Grazie ad un ricorso legale promosso dall’Inca, il Tribunale  di Venezia riconosce il diritto di un detenuto- lavoratore a percepire l’indennità di disoccupazione.   

La disciplina del lavoro svolto nel carcere, anche in favore dell’Amministrazione penitenziaria, deve essere equiparata a quella riconosciuta al lavoratore in libertà. E’ quanto ha stabilito il Giudice del Lavoro  del Tribunale di Venezia, con una sentenza emessa il 15 dicembre, accogliendo il ricorso promosso  dagli avvocati Marta Capuzzo e Giancarlo Moro, legali di Inca, contro l’Inps, che aveva negato l’indennità NASpI ad un detenuto, impegnato nell’assistenza ad un disabile durante il periodo di detenzione fino alla scarcerazione.
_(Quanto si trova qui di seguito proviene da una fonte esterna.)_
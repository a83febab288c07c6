//! Render pass trait and per-pass metadata.

use std::collections::HashMap;

use crate::backend::{BackingHandle, RenderBackend};
use crate::error::PassError;
use crate::resource::{ResourceAccess, ResourceId};

/// Unique identifier for a render pass. Identity is registration order.
#[derive(Debug, Clone, Copy, PartialEq, Eq, Hash, PartialOrd, Ord)]
pub struct PassId(pub(crate) u32);

impl PassId {
    pub(crate) fn index(self) -> usize {
        self.0 as usize
    }
}

/// A unit of GPU work scheduled by the graph.
///
/// The graph decides *when* a pass runs and how its declared resources are
/// synchronized; what the pass actually records into the encoder is its own
/// business. Implementations declare their inputs and outputs through
/// [`RenderGraph::register_input`](crate::RenderGraph::register_input) and
/// [`register_output`](crate::RenderGraph::register_output) after
/// registration.
pub trait RenderPass<B: RenderBackend>: Send + Sync {
    /// Called exactly once per compiled schedule, in schedule order, before
    /// the first frame runs.
    fn init(&mut self, _encoder: &mut B::Encoder) -> Result<(), PassError> {
        Ok(())
    }

    /// Called once per frame with the resolved resource bindings.
    fn execute(&self, ctx: &PassContext<'_>, encoder: &mut B::Encoder) -> Result<(), PassError>;
}

/// Declaration metadata for one registered pass.
#[derive(Debug, Clone)]
pub struct PassNode {
    pub id: PassId,
    pub name: String,
    /// Declaration order is preserved; it is part of the graph's identity.
    pub inputs: Vec<ResourceAccess>,
    pub outputs: Vec<ResourceAccess>,
}

impl PassNode {
    pub(crate) fn new(id: PassId, name: String) -> Self {
        Self {
            id,
            name,
            inputs: Vec::new(),
            outputs: Vec::new(),
        }
    }

    pub fn reads_resource(&self, resource: ResourceId) -> bool {
        self.inputs.iter().any(|a| a.resource == resource)
    }

    pub fn writes_resource(&self, resource: ResourceId) -> bool {
        self.outputs.iter().any(|a| a.resource == resource)
    }
}

/// Execution context handed to a pass's `execute` hook.
///
/// Resolves declared resource ids to the backing storage chosen for this
/// frame: transients to their aliased slot, persistents to the handle the
/// caller bound.
pub struct PassContext<'a> {
    pub(crate) node: &'a PassNode,
    pub(crate) bindings: &'a HashMap<ResourceId, BackingHandle>,
}

impl PassContext<'_> {
    /// Name of the executing pass.
    pub fn name(&self) -> &str {
        &self.node.name
    }

    /// The pass's declared inputs, in declaration order.
    pub fn inputs(&self) -> &[ResourceAccess] {
        &self.node.inputs
    }

    /// The pass's declared outputs, in declaration order.
    pub fn outputs(&self) -> &[ResourceAccess] {
        &self.node.outputs
    }

    /// Resolve a declared resource to its backing handle.
    ///
    /// Returns `None` for ids the pass did not declare.
    pub fn resolve(&self, resource: ResourceId) -> Option<BackingHandle> {
        if !self.node.reads_resource(resource) && !self.node.writes_resource(resource) {
            return None;
        }
        self.bindings.get(&resource).copied()
    }
}
//! Resource state tracking and transition placement.
//!
//! Walks the scheduled pass order and compares each declared usage against
//! the resource's last known state. A state change emits exactly one
//! transition action, attached to the consuming pass's step; a touch in the
//! same state emits nothing.

use std::collections::HashMap;

use crate::error::{CompileError, CompileResult};
use crate::pass::{PassId, PassNode};
use crate::resource::{ResourceId, ResourceLifetime, ResourceRegistry, ResourceState};

/// A state transition to apply immediately before a scheduled pass runs.
#[derive(Debug, Clone, Copy, PartialEq, Eq)]
pub struct Transition {
    pub resource: ResourceId,
    pub from: ResourceState,
    pub to: ResourceState,
}

/// Compute the transitions required before each step of the schedule.
///
/// Persistent resources start in their caller-declared initial state;
/// transients start `Undefined`. The first touch of a transient emits no
/// transition since its contents are undefined and storage has already been
/// bound by the allocator.
pub(crate) fn place_transitions(
    nodes: &[PassNode],
    order: &[PassId],
    registry: &ResourceRegistry,
) -> CompileResult<Vec<Vec<Transition>>> {
    let mut states: HashMap<ResourceId, ResourceState> = HashMap::new();
    for info in registry.iter() {
        let initial = match info.lifetime {
            ResourceLifetime::Transient => ResourceState::Undefined,
            ResourceLifetime::Persistent { initial_state } => initial_state,
        };
        states.insert(info.id, initial);
    }

    let mut steps = Vec::with_capacity(order.len());
    for &pass_id in order {
        let node = &nodes[pass_id.index()];
        let mut transitions = Vec::new();

        for access in node.inputs.iter().chain(node.outputs.iter()) {
            if access.state == ResourceState::Undefined {
                return Err(CompileError::UnsupportedUsage {
                    resource: registry.name(access.resource).to_string(),
                    state: access.state,
                });
            }

            let last = states
                .get_mut(&access.resource)
                .expect("declarations are validated before tracking");
            if *last != access.state {
                // First touch of a transient: storage is bound, contents
                // undefined, nothing to synchronize against.
                if *last != ResourceState::Undefined {
                    log::trace!(
                        "transition '{}' {:?} -> {:?} before pass '{}'",
                        registry.name(access.resource),
                        *last,
                        access.state,
                        node.name
                    );
                    transitions.push(Transition {
                        resource: access.resource,
                        from: *last,
                        to: access.state,
                    });
                }
                *last = access.state;
            }
        }

        steps.push(transitions);
    }

    Ok(steps)
}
Per il Tribunale, dunque, è infondata la ragione adottata dall’Inps, secondo cui “ai soggetti detenuti in Istituti penitenziari, che svolgano attività lavorativa retribuita all’interno della struttura e alle dipendenze della stessa, non può essere riconosciuta la prestazione di disoccupazione in occasione dei periodi di inattività in cui essi vengano a trovarsi”.   

Rigettando le argomentazioni dell’Istituto previdenziale pubblico, la sentenza afferma la natura discriminatoria di tale comportamento, poiché, si legge nel dispositivo: “contrarie alle finalità del lavoro penitenziario e alla tendenziale equiparabilità di tale prestazione lavorativa al cosiddetto lavoro libero, più volte ribadito dalla Corte Costituzionale”.

Pertanto, ribadisce il tribunale di Venezia, la cessazione del rapporto di lavoro penitenziario per scarcerazione, come nel  caso esaminato,  comporta che il detenuto-lavoratore si trovi nella condizione di disoccupazione involontaria, presupposto per il riconoscimento della relativa indennità NASpI.  

La negazione di tale diritto, continua la sentenza, “confliggerebbe con il principio di uguaglianza con il principio di cui l’articolo 3 della Costituzione”, in quanto i “detenuti alle dipendenze dell’Amministrazione penitenziaria sarebbero gli unici, nell’ordinamento, a versare la contribuzione atta a finanziare la NASpI senza potersene avvantaggiare”.

Per Inca Cgil, spiega Giuseppe Colletti, dell’Area Previdenza, “si tratta di una sentenza molto importante poiché oltre a ribadire il principio di uguaglianza nei trattamenti previdenziali, anche dei cittadini, privati momentaneamente della libertà,  evidenzia la necessità di non vanificare ogni sforzo affinché si affermi la funzione rieducativa della pena e la prospettiva di un possibile loro reinserimento nella società libera”.